La mamma è sempre la mamma. Lo sa bene Dilshor Nazarov, campione olimpico di lancio del martello a sorpresa sulla pedana dello stadio Engenhao di Rio de Janeiro, una medaglia d'oro che vale tanto e che in Tagikistan, uno dei Paesi che ha conquistato l'indipendenza con la frantumazione dell'Unione Sovietica all'inizio degli anni '90, non era mai arrivata. Ma allora che cosa c'entra in questo caso la mamma? C'entra perché la signora Zaytuna, questo il suo nome di battesimo, ha sempre avuto un debole per lo sport. Fino al punto di indossare la maglia della nazionale di pallamano del suo Paese quando Dilshor era veramente un ragazzino. Un ragazzino che però smaniava pure lui per andare al campo. La mamma lo incoraggiò: "Dai, vai, che aspetti".

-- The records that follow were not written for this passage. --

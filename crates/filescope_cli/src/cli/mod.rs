//! CLI commands
//!
//! - `select`: list the files to extract
//! - `explain`: show the decision for individual paths

pub mod error;
pub mod explain;
pub mod select;

use anyhow::{Context, Result};
use clap::Args;
use filescope::config::{
    externs_dir_for, ENV_DIST, ENV_EXCLUDE, ENV_FILTERS, ENV_INCLUDE, ENV_REPOSITORY_FOLDERS_CSV,
    ENV_TYPESCRIPT,
};
use filescope::{IndexSettings, SelectorConfig};
use std::path::PathBuf;

/// Rule settings shared by every command. Each flag falls back to its `LGTM_*` variable.
#[derive(Args, Debug, Clone, Default)]
pub struct SettingsArgs {
    /// Paths to include, relative to the root (repeat or separate with newlines)
    #[arg(long, env = ENV_INCLUDE)]
    pub include: Vec<String>,

    /// Paths to exclude, relative to the root (repeat or separate with newlines)
    #[arg(long, env = ENV_EXCLUDE)]
    pub exclude: Vec<String>,

    /// Glob filters, one `include:<glob>` or `exclude:<glob>` per value or line
    #[arg(long = "filter", env = ENV_FILTERS)]
    pub filters: Vec<String>,

    /// TypeScript mode: `basic` or `none`
    #[arg(long, env = ENV_TYPESCRIPT)]
    pub typescript: Option<String>,

    /// CSV table of classified repository folders
    #[arg(long, env = ENV_REPOSITORY_FOLDERS_CSV)]
    pub repository_folders_csv: Option<PathBuf>,

    /// TOML file with default settings (flags and environment override it)
    #[arg(long)]
    pub config: Option<PathBuf>,

    /// Directory of extern definitions to select in addition to the tree
    #[arg(long)]
    pub externs_dir: Option<PathBuf>,

    /// Distribution directory; externs are read from its tools/data/externs
    #[arg(long, env = ENV_DIST, hide_env_values = true)]
    pub dist: Option<PathBuf>,
}

fn joined(values: &[String]) -> Option<String> {
    if values.is_empty() {
        None
    } else {
        Some(values.join("\n"))
    }
}

impl SettingsArgs {
    /// Settings given on the command line or through the environment.
    pub fn overrides(&self) -> IndexSettings {
        IndexSettings {
            include: joined(&self.include),
            exclude: joined(&self.exclude),
            filters: joined(&self.filters),
            typescript: self.typescript.clone(),
            repository_folders_csv: self
                .repository_folders_csv
                .clone()
                .filter(|p| !p.as_os_str().is_empty()),
        }
    }

    /// Build the selector configuration for `root`.
    pub fn to_config(&self, root: PathBuf) -> Result<SelectorConfig> {
        let base = match &self.config {
            Some(path) => IndexSettings::load(path)
                .with_context(|| format!("Failed to load settings from {}", path.display()))?,
            None => IndexSettings::default(),
        };
        let settings = base.merged_with(self.overrides());

        let mut config = SelectorConfig::new(root, settings);
        if let Some(dir) = self
            .externs_dir
            .clone()
            .or_else(|| self.dist.as_deref().map(externs_dir_for))
        {
            config = config.with_externs_dir(dir);
        }
        Ok(config)
    }
}
//! Helpful error types for CLI commands
//!
//! Every error includes what went wrong and, where one exists, a suggestion
//! for fixing the offending setting.

use filescope::config::{ENV_EXCLUDE, ENV_FILTERS, ENV_INCLUDE, ENV_SOURCE_ROOT};
use filescope::ScopeError;
use serde::Serialize;
use std::fmt;

/// An error with context and suggestions
#[derive(Debug, Serialize)]
pub struct HelpfulError {
    pub message: String,
    #[serde(skip_serializing_if = "Option::is_none")]
    pub context: Option<String>,
    #[serde(skip_serializing_if = "Vec::is_empty")]
    pub suggestions: Vec<String>,
}

impl HelpfulError {
    pub fn new(message: impl Into<String>) -> Self {
        Self {
            message: message.into(),
            context: None,
            suggestions: Vec::new(),
        }
    }

    pub fn with_context(mut self, context: impl Into<String>) -> Self {
        self.context = Some(context.into());
        self
    }

    pub fn with_suggestion(mut self, suggestion: impl Into<String>) -> Self {
        self.suggestions.push(suggestion.into());
        self
    }

    /// No root on the command line and none in the environment
    pub fn missing_root() -> Self {
        Self::new("No source root given")
            .with_suggestion("TRY: Pass the root directory: filescope select <ROOT>")
            .with_suggestion(format!("TRY: Set {} to the root directory", ENV_SOURCE_ROOT))
    }

    /// Wrap a selection error, adding hints for configuration mistakes.
    pub fn from_scope(err: &ScopeError) -> Self {
        let base = Self::new(err.to_string());
        match err {
            ScopeError::FilterDirective { .. } => base
                .with_context(format!("While parsing {}", ENV_FILTERS))
                .with_suggestion("TRY: Write each filter as include:<glob> or exclude:<glob>"),
            ScopeError::Pattern { .. } => base
                .with_context(format!("While compiling {}", ENV_FILTERS))
                .with_suggestion("TRY: Check for unbalanced [ ] or { } in the glob"),
            ScopeError::InvalidSetting { .. } => base
                .with_suggestion("TRY: Leave the setting unset for the default behaviour"),
            ScopeError::PathOutsideRoot(_) => base
                .with_context(format!("While reading {} / {}", ENV_INCLUDE, ENV_EXCLUDE))
                .with_suggestion("TRY: Use paths relative to the source root"),
            ScopeError::RootNotFound(path) | ScopeError::RootNotDirectory(path) => base
                .with_suggestion(format!("TRY: Check the path exists: ls -la {}", path.display())),
            ScopeError::Io(_) | ScopeError::Config(_) => base,
        }
    }
}

impl fmt::Display for HelpfulError {
    fn fmt(&self, f: &mut fmt::Formatter<'_>) -> fmt::Result {
        writeln!(f, "ERROR: {}", self.message)?;

        if let Some(ctx) = &self.context {
            writeln!(f, "CONTEXT: {}", ctx)?;
        }

        if !self.suggestions.is_empty() {
            writeln!(f)?;
            for suggestion in &self.suggestions {
                writeln!(f, "  {}", suggestion)?;
            }
        }

        Ok(())
    }
}

impl std::error::Error for HelpfulError {}

/// Print an error as a JSON document on stdout.
pub fn print_json_error(err: &anyhow::Error) {
    let payload = match err.downcast_ref::<HelpfulError>() {
        Some(helpful) => serde_json::json!({ "error": helpful }),
        None => serde_json::json!({ "error": { "message": format!("{:#}", err) } }),
    };
    println!("{}", payload);
}

#[cfg(test)]
mod tests {
    use super::*;

    #[test]
    fn test_helpful_error_display() {
        let err = HelpfulError::from_scope(&ScopeError::FilterDirective {
            line: 2,
            directive: "keep:*.js".to_string(),
        });
        let display = err.to_string();
        assert!(display.contains("ERROR: Invalid filter on line 2"));
        assert!(display.contains("CONTEXT: While parsing LGTM_INDEX_FILTERS"));
        assert!(display.contains("TRY:"));
    }

    #[test]
    fn test_missing_root() {
        let display = HelpfulError::missing_root().to_string();
        assert!(display.contains("LGTM_SRC"));
    }
}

Soltanto che quella parola, vai, non era così semplice da tradurre in pratica. Il campo di allenamento era distante dieci chilometri da casa e lui se la faceva a piedi un paio di volte alla settimana, andata e ritorno. Fino a quando non gli regalarono una bicicletta e allora tutto diventò più facile. È proprio il caso di dire: una passeggiata. Da quel momento è cominciata la lunga marcia verso la medaglia d'oro, marcia che avrebbe potuto mancare il traguardo. Dilshod ha già 34 anni, la sua Olimpiade di Rio è stata probabilmente l'ultima. Era fuori dal pronostico, ma il bello dello sport e' che le previsioni fanno spesso cilecca. Cosa accaduta anche a Rio, proprio mentre tutto lo stadio stravedeva per l'ennesimo trionfo di Usain Bolt.
A Dilshor piace lanciare il martello, una specialità dove devi combinare forza, tecnica, elasticità. A Rio ha trovato il modo di ricordare ancora una volta suo padre, soldato morto durante la guerra in Afghanistan. Nel riscaldamento, e alla fine, ha infatti indossato una maglietta con la sua foto. È stata una delle dediche, l'altra naturalmente per la mamma, la sua allenatrice (anche se ora fa pure un po' da solo) e per la gente che lo aspettava a casa, a Dusambe, in Tagikistan, per festeggiare la prima volta d'oro del Paese.